It is unusual to find an artist able to sustain a viable means of exploring their vision over a lifetime without lapsing into the repetition of forms which have lost their rigor or vitality. This is especially so when negotiating a path between competing professional demands such as teaching and administration which has been the choice of Bea Maddock for much of her career.

In fact it is the various strategies Maddock has employed to revitalize and energize her quest as an artist which curator Roger Butler focuses on in 'Being and Nothingness'. Fragments from interviews recorded by Butler reveal an artist confident of her sense of vocation even as a student, and later, ambitious for recognition of her achievements as a printmaker.

This exhibition, jointly presented by the Australian National Gallery and the Queensland Art Gallery, is ample testimony to the achievement of those expectations. Now on show at the Queen Victoria Museum and Art Gallery in Launceston, the exhibition spans three decades of work since her student days at the Slade in London.
It is Maddock's capacity for reflection on her experience and the processes by which she finds meaning in that experience through her art-making and through musings in her journals, which informs the progress of her art and is the source of her creative renewal.

Revealed by the use of excerpts from the interviews, the content and processes of materials, imagery and ideas which might otherwise be obscure to the lay viewer are made accessible to the patient gallery visitor by extensive use of documentary signs. This device, while tending to pre-empt the viewer's reading of the work, or even limiting possible readings to the artist's intentions only, does have the effect of allowing the (sometimes laconic) voice of the artist to resonate with great subtlety around the imagery.

An event has been created which amplifies and clarifies the artist's understanding of how intuitive, non-rational qualities colour our perceptions and reason, as well as the systems we employ for sharing those insights. The intuitive and emotional is encoded by the artist in vigorous yet restrained gestural marks, and the mediating effects of ancient and modern technology are revealed through the media of photo-images, grids, typography and hand-made paper.

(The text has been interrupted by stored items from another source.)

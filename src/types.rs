//! Normalized song and album records returned by lookups.
//!
//! Every field of a returned record is populated: text fields that no tag
//! provided hold the literal [`UNKNOWN`], and the duration uses
//! [`TrackDuration::Unknown`].

use serde::{Serialize, Serializer};
use std::fmt;

/// Value given to every field the page did not provide.
pub const UNKNOWN: &str = "Unknown";

// ================================================================================================
// DURATION
// ================================================================================================

/// Track length in milliseconds, or unknown.
///
/// Displays and serializes as the bare number or the string `"Unknown"`.
#[derive(Debug, Clone, Copy, PartialEq, Eq, Hash, Default)]
pub enum TrackDuration {
    Millis(u64),
    #[default]
    Unknown,
}

impl TrackDuration {
    pub fn millis(&self) -> Option<u64> {
        match self {
            TrackDuration::Millis(ms) => Some(*ms),
            TrackDuration::Unknown => None,
        }
    }
}

impl From<Option<u64>> for TrackDuration {
    fn from(value: Option<u64>) -> Self {
        value.map_or(TrackDuration::Unknown, TrackDuration::Millis)
    }
}

impl fmt::Display for TrackDuration {
    fn fmt(&self, f: &mut fmt::Formatter<'_>) -> fmt::Result {
        match self {
            TrackDuration::Millis(ms) => write!(f, "{ms}"),
            TrackDuration::Unknown => f.write_str(UNKNOWN),
        }
    }
}

impl Serialize for TrackDuration {
    fn serialize<S: Serializer>(&self, serializer: S) -> Result<S::Ok, S::Error> {
        match self {
            TrackDuration::Millis(ms) => serializer.serialize_u64(*ms),
            TrackDuration::Unknown => serializer.serialize_str(UNKNOWN),
        }
    }
}

// ================================================================================================
// ALBUM
// ================================================================================================

/// Album metadata scraped from an album page.
///
/// # Examples
///
/// ```rust
/// use songmeta::{AlbumMetadata, UNKNOWN};
///
/// let album = AlbumMetadata::unknown();
/// assert_eq!(album.title, UNKNOWN);
/// assert_eq!(album.description, UNKNOWN);
/// ```
#[derive(Debug, Clone, PartialEq, Eq, Serialize)]
pub struct AlbumMetadata {
    /// Cover image URL (`og:image`)
    pub artwork_url: String,
    /// Album title
    pub title: String,
    /// Artist name, resolved from the artist page when the album links to it
    pub artist: String,
    /// Page description (`og:description`)
    pub description: String,
    /// Release date as printed on the page, e.g. `2020-05-01`
    pub release_date: String,
}

impl AlbumMetadata {
    /// A record with every field set to [`UNKNOWN`].
    pub fn unknown() -> Self {
        Self {
            artwork_url: UNKNOWN.to_string(),
            title: UNKNOWN.to_string(),
            artist: UNKNOWN.to_string(),
            description: UNKNOWN.to_string(),
            release_date: UNKNOWN.to_string(),
        }
    }
}

/// The album a song belongs to.
///
/// A song page only carries a reference to its album. After the album lookup
/// the reference is replaced by the full record.
#[derive(Debug, Clone, PartialEq, Eq, Serialize)]
#[serde(untagged)]
pub enum AlbumField {
    /// Album URL (or [`UNKNOWN`]) as found on the song page
    Reference(String),
    /// Album record fetched through the reference
    Resolved(Box<AlbumMetadata>),
}

impl AlbumField {
    pub fn reference(&self) -> Option<&str> {
        match self {
            AlbumField::Reference(reference) => Some(reference),
            AlbumField::Resolved(_) => None,
        }
    }

    pub fn resolved(&self) -> Option<&AlbumMetadata> {
        match self {
            AlbumField::Reference(_) => None,
            AlbumField::Resolved(album) => Some(album),
        }
    }

    pub fn is_unknown(&self) -> bool {
        self.reference() == Some(UNKNOWN)
    }
}

impl fmt::Display for AlbumField {
    fn fmt(&self, f: &mut fmt::Formatter<'_>) -> fmt::Result {
        match self {
            AlbumField::Reference(reference) => f.write_str(reference),
            AlbumField::Resolved(album) => f.write_str(&album.title),
        }
    }
}

// ================================================================================================
// SONG
// ================================================================================================

/// Song metadata scraped from a track page.
///
/// # Examples
///
/// ```rust
/// use songmeta::{AlbumField, SongMetadata, TrackDuration, UNKNOWN};
///
/// let song = SongMetadata::unknown();
/// assert_eq!(song.duration, TrackDuration::Unknown);
/// assert_eq!(song.album, AlbumField::Reference(UNKNOWN.to_string()));
/// println!("{} - {} ({} ms)", song.artist, song.title, song.duration);
/// ```
#[derive(Debug, Clone, PartialEq, Eq, Serialize)]
pub struct SongMetadata {
    /// Cover image URL (`og:image`)
    pub artwork_url: String,
    /// Track length in milliseconds
    pub duration: TrackDuration,
    /// Genre, when the page declares one
    pub genre: String,
    /// Album reference, or the resolved album after a full lookup
    pub album: AlbumField,
    /// Track title
    pub title: String,
    /// Artist name
    pub artist: String,
    /// Release date as printed on the page
    pub release_date: String,
}

impl SongMetadata {
    /// A record with every field unknown.
    pub fn unknown() -> Self {
        Self {
            artwork_url: UNKNOWN.to_string(),
            duration: TrackDuration::Unknown,
            genre: UNKNOWN.to_string(),
            album: AlbumField::Reference(UNKNOWN.to_string()),
            title: UNKNOWN.to_string(),
            artist: UNKNOWN.to_string(),
            release_date: UNKNOWN.to_string(),
        }
    }
}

The recurring themes which Maddock explores include: the journey, the passage of time, the possibility of trespass and identity. While the techniques she employs are traditional: encaustic, oil paint, woodcut, etching, lithography, photo-reproduction; these forms and themes are exploited with great sensitivity and intensity so that it is from the processes of production that her originality emerges. Her fluent and exploratory approach to these techniques, and the sorts of marks she employs create a refined and distinctive aesthetic.

This personal language is the vehicle for posing timeless questions. While her work often confronts tragedy and isolation, it is a sense of poignancy rather than the maudlin which is communicated. This restraint is achieved by paring-back the mark, the gesture, the grid, the photograph, the text to its essential structure, so that the emotional content is contained. Like Mike Parr, whose work shares many similar qualities, (although emanating from very different intentions) Bea Maddock eschews the devices of expressionism, yet achieves a moving expressiveness.

Maddock's strategy of placing the question of identity simultaneously with the mediating effects of technology on perception, and the nature of trespass and/or the journey in particular onto Aboriginal or uninhabited land, has the effect of restraining any potentially histrionic effects.

In the large encaustic painting 'We live in the meanings we are able to discern' the transient effect of man on the landscape is suggested by an absence of people. Only the discarded impedimenta of an encampment remain, marring the pristine contours of the landscape. The drawing/painting is executed in a notative, effacive style which mutes the artist's commentary and allows the tongue of the (almost) lost Tasmanian Aboriginal language to keen across the landscape.

This language appears in the form of Aboriginal place-names from south-eastern Tasmania. Encapsulated cibachrome photographs of an ice massif echo these names and reflect the nuances of the spare, yet monumental landscape of Heard Island. The question of the purpose of human presence seems to float like these names across the panorama. To utter these names would be an act of transgression of this homage to their culture and environment. A poetry of silence is achieved.